* _WORK INSTRUCTIONS_: Copy each line of the entries that contains the word "tokio".

* _Stored data entries_:

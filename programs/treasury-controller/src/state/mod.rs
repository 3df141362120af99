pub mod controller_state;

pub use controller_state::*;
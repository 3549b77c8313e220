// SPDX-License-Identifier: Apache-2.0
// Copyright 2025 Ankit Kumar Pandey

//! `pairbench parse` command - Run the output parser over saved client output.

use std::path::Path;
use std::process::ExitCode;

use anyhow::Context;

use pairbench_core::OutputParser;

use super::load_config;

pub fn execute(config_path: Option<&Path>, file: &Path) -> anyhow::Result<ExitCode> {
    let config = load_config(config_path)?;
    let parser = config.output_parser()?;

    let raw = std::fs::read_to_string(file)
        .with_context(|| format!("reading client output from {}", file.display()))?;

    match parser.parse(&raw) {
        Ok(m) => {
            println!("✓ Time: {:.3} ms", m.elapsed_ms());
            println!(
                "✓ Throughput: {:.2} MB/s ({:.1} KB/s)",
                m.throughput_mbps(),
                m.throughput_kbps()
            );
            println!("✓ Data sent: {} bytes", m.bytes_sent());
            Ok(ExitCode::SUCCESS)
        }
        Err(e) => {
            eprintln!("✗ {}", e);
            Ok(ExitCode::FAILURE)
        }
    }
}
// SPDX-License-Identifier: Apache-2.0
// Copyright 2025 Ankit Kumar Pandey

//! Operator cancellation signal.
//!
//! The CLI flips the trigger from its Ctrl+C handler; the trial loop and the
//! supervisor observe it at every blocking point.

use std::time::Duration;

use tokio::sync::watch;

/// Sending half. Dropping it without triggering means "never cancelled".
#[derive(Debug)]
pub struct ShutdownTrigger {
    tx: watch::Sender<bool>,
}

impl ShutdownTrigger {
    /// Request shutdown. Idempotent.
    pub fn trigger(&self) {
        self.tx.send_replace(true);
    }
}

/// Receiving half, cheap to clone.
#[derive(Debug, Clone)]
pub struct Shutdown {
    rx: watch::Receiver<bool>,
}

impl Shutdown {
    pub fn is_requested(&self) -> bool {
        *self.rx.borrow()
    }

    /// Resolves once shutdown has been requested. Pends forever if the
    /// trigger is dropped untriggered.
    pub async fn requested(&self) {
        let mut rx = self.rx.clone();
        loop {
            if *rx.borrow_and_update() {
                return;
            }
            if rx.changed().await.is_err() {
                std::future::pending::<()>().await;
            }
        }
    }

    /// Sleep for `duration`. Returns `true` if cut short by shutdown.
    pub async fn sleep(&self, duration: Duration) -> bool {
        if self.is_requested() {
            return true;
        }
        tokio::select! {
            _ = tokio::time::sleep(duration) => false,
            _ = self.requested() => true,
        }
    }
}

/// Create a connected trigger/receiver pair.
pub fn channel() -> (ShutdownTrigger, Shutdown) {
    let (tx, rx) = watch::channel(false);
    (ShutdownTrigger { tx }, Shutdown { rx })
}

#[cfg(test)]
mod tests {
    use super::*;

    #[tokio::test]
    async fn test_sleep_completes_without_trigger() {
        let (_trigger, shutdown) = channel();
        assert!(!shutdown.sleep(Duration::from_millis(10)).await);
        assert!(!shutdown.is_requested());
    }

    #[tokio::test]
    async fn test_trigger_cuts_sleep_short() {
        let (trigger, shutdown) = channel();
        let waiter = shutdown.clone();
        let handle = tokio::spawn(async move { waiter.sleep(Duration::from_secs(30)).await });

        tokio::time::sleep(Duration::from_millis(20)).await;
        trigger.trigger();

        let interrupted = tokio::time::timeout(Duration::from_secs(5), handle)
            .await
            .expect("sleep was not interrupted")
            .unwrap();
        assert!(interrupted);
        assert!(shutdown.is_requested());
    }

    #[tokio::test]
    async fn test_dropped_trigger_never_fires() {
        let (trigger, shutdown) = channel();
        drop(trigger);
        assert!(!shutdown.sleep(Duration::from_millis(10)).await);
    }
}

---

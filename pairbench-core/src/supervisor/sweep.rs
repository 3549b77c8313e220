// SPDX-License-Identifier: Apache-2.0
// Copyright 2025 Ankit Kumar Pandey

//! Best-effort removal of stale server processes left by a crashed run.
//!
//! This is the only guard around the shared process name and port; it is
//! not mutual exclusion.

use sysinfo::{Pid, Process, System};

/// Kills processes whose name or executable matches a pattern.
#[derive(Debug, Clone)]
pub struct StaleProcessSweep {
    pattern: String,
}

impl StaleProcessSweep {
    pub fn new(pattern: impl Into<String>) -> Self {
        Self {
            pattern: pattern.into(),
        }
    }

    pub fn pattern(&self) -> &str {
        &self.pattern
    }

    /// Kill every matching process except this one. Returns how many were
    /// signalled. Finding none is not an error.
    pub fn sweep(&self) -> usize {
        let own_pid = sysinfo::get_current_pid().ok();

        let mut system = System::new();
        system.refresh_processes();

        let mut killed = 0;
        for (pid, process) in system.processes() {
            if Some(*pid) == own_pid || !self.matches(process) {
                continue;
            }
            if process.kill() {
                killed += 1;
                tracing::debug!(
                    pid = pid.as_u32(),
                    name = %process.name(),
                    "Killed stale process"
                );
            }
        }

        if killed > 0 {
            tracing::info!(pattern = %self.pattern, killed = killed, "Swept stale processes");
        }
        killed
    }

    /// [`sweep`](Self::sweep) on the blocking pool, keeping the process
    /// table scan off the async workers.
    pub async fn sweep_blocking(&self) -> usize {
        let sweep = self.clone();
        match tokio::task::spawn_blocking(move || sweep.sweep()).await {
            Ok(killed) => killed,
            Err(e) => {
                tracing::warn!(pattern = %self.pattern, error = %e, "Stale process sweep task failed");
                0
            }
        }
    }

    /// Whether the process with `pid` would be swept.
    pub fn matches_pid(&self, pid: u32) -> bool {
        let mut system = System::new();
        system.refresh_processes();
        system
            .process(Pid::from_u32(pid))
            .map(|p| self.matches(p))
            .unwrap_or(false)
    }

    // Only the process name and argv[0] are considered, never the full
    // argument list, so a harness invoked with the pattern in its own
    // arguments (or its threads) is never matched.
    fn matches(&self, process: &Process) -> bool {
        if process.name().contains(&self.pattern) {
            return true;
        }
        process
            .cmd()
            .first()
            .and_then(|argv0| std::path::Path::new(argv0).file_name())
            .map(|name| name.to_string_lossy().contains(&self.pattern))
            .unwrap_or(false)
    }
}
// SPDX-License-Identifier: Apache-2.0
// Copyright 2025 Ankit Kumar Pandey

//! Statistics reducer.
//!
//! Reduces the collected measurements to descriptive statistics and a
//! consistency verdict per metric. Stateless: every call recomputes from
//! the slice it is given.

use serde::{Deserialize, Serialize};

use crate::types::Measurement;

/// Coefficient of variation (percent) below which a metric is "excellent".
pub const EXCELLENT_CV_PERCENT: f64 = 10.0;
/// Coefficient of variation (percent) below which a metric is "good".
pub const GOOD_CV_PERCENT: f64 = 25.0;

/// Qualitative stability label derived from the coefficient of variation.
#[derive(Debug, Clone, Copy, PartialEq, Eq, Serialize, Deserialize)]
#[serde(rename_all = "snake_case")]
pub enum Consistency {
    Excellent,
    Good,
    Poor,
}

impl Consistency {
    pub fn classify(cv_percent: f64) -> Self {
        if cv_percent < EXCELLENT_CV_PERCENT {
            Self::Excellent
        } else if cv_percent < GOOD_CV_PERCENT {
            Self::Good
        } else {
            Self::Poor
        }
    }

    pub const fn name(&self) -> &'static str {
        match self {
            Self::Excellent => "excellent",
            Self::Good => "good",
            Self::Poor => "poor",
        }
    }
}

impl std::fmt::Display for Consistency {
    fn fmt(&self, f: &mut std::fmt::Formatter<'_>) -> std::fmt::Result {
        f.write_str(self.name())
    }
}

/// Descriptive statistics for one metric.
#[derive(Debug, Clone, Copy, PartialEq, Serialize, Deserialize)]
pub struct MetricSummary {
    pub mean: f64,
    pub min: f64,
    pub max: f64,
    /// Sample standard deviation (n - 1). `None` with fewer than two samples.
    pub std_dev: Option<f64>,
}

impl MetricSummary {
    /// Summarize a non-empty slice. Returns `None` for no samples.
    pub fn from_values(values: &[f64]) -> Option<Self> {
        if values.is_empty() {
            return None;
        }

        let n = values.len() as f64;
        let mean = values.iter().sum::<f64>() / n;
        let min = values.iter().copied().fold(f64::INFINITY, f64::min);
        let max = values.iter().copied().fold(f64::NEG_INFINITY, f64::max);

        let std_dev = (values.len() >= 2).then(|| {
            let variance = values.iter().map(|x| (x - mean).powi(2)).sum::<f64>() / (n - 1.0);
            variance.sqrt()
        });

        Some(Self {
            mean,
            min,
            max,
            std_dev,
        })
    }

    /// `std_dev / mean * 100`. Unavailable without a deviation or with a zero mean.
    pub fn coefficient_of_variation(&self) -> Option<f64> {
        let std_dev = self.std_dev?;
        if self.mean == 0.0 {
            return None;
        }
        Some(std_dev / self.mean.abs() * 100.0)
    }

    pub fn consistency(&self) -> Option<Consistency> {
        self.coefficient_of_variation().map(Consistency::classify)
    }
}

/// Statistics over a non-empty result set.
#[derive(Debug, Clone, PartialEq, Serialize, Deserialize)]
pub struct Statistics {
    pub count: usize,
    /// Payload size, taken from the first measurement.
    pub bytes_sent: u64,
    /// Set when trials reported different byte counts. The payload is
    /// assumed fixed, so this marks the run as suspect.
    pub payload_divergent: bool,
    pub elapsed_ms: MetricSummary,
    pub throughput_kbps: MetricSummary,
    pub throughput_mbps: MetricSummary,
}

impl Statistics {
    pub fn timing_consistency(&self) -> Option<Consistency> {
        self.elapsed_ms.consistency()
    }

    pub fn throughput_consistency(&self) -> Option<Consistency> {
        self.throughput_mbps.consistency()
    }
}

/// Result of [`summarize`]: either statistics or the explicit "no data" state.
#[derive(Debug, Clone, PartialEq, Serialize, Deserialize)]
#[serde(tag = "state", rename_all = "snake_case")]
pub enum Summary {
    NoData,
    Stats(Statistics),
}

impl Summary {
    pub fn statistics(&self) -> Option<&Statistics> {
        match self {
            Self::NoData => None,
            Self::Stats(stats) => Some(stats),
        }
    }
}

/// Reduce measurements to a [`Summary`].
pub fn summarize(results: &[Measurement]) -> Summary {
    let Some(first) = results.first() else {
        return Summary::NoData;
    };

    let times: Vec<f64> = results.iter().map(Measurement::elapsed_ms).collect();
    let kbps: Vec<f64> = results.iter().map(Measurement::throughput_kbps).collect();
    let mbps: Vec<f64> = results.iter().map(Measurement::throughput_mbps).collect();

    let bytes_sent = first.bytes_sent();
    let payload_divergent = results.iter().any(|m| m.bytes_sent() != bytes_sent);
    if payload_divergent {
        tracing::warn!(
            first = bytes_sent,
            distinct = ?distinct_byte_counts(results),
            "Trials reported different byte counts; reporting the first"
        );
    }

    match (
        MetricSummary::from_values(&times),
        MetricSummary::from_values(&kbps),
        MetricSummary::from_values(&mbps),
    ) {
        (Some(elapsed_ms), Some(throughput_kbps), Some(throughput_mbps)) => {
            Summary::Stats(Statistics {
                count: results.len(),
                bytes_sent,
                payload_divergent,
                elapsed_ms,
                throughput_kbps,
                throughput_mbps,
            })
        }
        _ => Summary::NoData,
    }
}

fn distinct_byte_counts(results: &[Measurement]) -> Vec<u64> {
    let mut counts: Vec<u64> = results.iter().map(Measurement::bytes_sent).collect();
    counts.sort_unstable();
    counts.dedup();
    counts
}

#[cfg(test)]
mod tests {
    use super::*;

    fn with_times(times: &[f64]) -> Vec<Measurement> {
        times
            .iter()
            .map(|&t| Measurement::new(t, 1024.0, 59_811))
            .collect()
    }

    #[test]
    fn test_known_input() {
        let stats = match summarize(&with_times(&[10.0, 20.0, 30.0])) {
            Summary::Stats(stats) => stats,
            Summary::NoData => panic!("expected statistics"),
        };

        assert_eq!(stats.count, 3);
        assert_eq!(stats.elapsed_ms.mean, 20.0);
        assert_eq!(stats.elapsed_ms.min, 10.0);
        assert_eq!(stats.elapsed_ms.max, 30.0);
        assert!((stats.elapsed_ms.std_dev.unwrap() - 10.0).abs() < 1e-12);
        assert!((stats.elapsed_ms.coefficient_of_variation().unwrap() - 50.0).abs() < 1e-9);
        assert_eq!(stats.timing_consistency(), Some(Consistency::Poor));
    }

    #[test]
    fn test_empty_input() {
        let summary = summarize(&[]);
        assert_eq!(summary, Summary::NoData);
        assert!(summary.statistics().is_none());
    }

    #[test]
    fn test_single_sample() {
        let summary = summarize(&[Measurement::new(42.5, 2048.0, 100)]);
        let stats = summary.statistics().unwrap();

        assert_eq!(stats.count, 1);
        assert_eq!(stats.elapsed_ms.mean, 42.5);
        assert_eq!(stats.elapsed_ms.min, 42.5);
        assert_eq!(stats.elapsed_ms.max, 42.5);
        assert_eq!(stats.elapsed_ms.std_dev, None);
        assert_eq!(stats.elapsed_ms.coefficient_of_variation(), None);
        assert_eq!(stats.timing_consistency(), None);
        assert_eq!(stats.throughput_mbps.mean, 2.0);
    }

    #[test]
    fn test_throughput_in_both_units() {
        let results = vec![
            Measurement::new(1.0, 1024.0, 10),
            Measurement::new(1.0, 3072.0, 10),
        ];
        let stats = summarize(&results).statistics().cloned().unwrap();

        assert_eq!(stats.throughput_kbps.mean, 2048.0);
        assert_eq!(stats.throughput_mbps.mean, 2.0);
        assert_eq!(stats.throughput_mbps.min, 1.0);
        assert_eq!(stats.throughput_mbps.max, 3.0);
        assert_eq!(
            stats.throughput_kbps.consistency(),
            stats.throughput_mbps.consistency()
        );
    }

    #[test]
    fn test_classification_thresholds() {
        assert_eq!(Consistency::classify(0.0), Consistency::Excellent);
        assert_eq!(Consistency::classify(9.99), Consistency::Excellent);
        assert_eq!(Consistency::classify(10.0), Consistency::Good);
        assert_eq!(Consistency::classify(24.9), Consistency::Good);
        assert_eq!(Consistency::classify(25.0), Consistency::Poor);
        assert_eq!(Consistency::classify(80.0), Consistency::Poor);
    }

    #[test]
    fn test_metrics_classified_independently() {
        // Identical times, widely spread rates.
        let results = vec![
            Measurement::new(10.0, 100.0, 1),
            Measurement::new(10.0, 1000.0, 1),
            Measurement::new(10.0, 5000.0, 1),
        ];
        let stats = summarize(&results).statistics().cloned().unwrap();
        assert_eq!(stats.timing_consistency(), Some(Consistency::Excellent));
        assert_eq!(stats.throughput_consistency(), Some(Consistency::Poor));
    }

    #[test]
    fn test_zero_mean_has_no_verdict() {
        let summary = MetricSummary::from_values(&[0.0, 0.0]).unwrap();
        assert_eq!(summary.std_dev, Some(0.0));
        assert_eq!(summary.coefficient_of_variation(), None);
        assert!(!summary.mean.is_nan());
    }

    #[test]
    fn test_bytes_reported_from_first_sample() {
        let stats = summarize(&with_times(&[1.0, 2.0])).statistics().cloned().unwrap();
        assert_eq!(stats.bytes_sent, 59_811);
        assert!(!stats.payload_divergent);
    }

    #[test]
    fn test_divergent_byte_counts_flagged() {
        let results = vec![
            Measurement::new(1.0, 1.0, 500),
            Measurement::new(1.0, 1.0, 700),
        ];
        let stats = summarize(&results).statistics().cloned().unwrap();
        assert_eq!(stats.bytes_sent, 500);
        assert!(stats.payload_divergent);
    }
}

--

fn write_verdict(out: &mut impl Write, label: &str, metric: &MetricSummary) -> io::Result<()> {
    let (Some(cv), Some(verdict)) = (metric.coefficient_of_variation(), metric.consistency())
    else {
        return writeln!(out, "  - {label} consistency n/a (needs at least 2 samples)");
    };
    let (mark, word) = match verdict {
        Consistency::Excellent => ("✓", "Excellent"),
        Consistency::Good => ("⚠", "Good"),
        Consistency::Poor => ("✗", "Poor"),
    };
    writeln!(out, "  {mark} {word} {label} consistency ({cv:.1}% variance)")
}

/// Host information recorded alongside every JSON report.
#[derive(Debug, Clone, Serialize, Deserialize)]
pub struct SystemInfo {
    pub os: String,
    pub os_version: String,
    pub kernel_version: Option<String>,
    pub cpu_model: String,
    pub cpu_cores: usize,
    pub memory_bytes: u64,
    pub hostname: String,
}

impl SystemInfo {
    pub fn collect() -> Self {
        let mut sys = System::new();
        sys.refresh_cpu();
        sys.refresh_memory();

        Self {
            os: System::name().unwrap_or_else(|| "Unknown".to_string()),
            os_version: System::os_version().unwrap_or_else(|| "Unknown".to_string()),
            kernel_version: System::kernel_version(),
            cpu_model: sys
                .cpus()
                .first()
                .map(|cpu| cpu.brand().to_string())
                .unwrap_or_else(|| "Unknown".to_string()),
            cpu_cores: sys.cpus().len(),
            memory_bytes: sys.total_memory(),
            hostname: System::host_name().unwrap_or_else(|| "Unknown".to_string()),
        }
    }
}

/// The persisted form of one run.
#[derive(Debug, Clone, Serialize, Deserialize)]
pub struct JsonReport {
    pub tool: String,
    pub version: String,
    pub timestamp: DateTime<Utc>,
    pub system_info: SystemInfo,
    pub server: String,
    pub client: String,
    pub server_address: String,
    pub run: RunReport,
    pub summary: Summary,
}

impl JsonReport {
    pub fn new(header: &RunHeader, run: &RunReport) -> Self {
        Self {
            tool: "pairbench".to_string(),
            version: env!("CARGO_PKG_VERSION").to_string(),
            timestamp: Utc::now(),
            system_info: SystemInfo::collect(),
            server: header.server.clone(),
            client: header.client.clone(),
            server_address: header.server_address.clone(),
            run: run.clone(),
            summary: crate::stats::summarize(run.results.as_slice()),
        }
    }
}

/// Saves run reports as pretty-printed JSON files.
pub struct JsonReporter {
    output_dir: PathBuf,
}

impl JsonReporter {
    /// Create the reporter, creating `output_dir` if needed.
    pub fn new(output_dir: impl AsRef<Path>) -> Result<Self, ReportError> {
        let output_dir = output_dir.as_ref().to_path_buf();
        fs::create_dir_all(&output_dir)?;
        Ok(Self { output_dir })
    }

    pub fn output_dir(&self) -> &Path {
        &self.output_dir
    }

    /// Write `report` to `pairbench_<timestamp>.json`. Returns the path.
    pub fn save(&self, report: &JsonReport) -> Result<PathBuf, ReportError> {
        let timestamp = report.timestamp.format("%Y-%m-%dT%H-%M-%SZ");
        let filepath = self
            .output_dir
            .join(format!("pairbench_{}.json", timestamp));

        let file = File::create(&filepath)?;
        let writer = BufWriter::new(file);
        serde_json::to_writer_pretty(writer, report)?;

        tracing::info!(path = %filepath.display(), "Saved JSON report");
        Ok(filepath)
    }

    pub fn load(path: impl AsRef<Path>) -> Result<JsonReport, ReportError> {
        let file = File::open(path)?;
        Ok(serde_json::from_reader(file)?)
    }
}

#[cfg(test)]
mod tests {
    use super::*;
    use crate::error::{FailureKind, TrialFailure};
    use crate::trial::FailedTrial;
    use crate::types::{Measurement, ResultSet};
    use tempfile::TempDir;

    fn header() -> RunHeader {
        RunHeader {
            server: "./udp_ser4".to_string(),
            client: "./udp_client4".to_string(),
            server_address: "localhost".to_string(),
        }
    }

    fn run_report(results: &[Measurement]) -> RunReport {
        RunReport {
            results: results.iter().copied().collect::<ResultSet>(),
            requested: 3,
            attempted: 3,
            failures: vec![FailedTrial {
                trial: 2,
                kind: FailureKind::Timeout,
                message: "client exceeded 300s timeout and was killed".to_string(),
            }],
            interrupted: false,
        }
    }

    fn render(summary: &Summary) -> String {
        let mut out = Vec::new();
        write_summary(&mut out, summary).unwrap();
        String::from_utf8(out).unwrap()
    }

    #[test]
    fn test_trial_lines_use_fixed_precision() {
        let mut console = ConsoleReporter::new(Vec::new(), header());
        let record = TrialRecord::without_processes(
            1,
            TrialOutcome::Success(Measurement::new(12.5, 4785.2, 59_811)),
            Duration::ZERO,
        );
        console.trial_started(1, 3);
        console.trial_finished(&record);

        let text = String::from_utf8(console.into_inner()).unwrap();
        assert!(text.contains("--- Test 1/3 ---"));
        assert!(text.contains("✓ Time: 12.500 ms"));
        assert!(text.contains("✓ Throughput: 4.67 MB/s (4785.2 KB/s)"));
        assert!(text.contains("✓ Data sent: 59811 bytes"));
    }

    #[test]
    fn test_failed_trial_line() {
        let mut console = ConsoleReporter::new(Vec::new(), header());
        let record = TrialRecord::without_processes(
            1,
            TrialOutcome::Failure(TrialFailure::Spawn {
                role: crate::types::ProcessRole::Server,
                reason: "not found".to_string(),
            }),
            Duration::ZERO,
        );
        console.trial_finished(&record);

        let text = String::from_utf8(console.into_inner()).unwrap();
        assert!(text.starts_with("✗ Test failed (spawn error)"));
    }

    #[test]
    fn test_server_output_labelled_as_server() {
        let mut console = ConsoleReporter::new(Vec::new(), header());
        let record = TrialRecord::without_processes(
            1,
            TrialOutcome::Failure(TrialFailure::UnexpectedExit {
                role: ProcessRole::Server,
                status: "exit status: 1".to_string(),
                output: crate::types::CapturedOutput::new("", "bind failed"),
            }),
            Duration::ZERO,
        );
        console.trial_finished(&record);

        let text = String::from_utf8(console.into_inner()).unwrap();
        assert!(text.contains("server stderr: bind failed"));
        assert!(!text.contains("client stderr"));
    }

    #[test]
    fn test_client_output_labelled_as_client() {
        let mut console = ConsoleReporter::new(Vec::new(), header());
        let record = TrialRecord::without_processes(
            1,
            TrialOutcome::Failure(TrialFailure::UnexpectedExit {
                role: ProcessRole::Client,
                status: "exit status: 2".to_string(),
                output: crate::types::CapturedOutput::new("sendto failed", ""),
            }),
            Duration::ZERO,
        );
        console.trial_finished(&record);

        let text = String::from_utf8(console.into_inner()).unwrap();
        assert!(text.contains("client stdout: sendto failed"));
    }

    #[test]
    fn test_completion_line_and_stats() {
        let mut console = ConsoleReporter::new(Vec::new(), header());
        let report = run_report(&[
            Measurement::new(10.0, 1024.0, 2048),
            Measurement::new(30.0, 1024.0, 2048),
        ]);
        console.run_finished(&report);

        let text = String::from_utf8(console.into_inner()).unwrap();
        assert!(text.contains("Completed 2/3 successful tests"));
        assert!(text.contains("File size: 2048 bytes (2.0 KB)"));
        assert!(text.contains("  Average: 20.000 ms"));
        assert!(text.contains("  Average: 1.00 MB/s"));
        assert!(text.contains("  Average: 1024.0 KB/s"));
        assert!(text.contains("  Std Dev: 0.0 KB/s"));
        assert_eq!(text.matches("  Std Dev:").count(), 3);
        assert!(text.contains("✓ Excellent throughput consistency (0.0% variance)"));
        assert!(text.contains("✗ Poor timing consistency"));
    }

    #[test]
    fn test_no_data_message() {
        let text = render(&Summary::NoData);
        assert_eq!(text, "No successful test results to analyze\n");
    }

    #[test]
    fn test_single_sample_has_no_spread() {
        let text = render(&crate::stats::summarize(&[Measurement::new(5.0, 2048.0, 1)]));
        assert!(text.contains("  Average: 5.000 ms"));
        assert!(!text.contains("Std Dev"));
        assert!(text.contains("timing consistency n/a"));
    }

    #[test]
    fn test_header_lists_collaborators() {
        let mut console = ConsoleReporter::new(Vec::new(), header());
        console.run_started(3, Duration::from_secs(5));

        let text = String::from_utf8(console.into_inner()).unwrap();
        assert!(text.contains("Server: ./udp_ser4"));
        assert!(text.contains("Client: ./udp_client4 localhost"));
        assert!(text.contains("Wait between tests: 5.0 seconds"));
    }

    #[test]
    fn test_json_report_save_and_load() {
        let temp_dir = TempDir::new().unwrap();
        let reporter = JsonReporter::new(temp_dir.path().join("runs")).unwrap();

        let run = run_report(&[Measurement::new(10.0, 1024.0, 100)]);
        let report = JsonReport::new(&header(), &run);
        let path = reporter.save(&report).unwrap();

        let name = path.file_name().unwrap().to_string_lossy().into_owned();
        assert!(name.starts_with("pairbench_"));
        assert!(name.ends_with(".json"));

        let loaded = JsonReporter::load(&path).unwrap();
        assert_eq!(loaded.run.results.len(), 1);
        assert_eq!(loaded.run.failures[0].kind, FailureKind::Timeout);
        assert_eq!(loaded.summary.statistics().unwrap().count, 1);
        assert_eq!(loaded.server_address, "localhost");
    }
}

* _SOLVED EXERCISE_:
use tokio::sync::watch;
        tokio::select! {
            _ = tokio::time::sleep(duration) => false,
    #[tokio::test]
    #[tokio::test]
        let handle = tokio::spawn(async move { waiter.sleep(Duration::from_secs(30)).await });
        tokio::time::sleep(Duration::from_millis(20)).await;
        let interrupted = tokio::time::timeout(Duration::from_secs(5), handle)
    #[tokio::test]
        match tokio::task::spawn_blocking(move || sweep.sweep()).await {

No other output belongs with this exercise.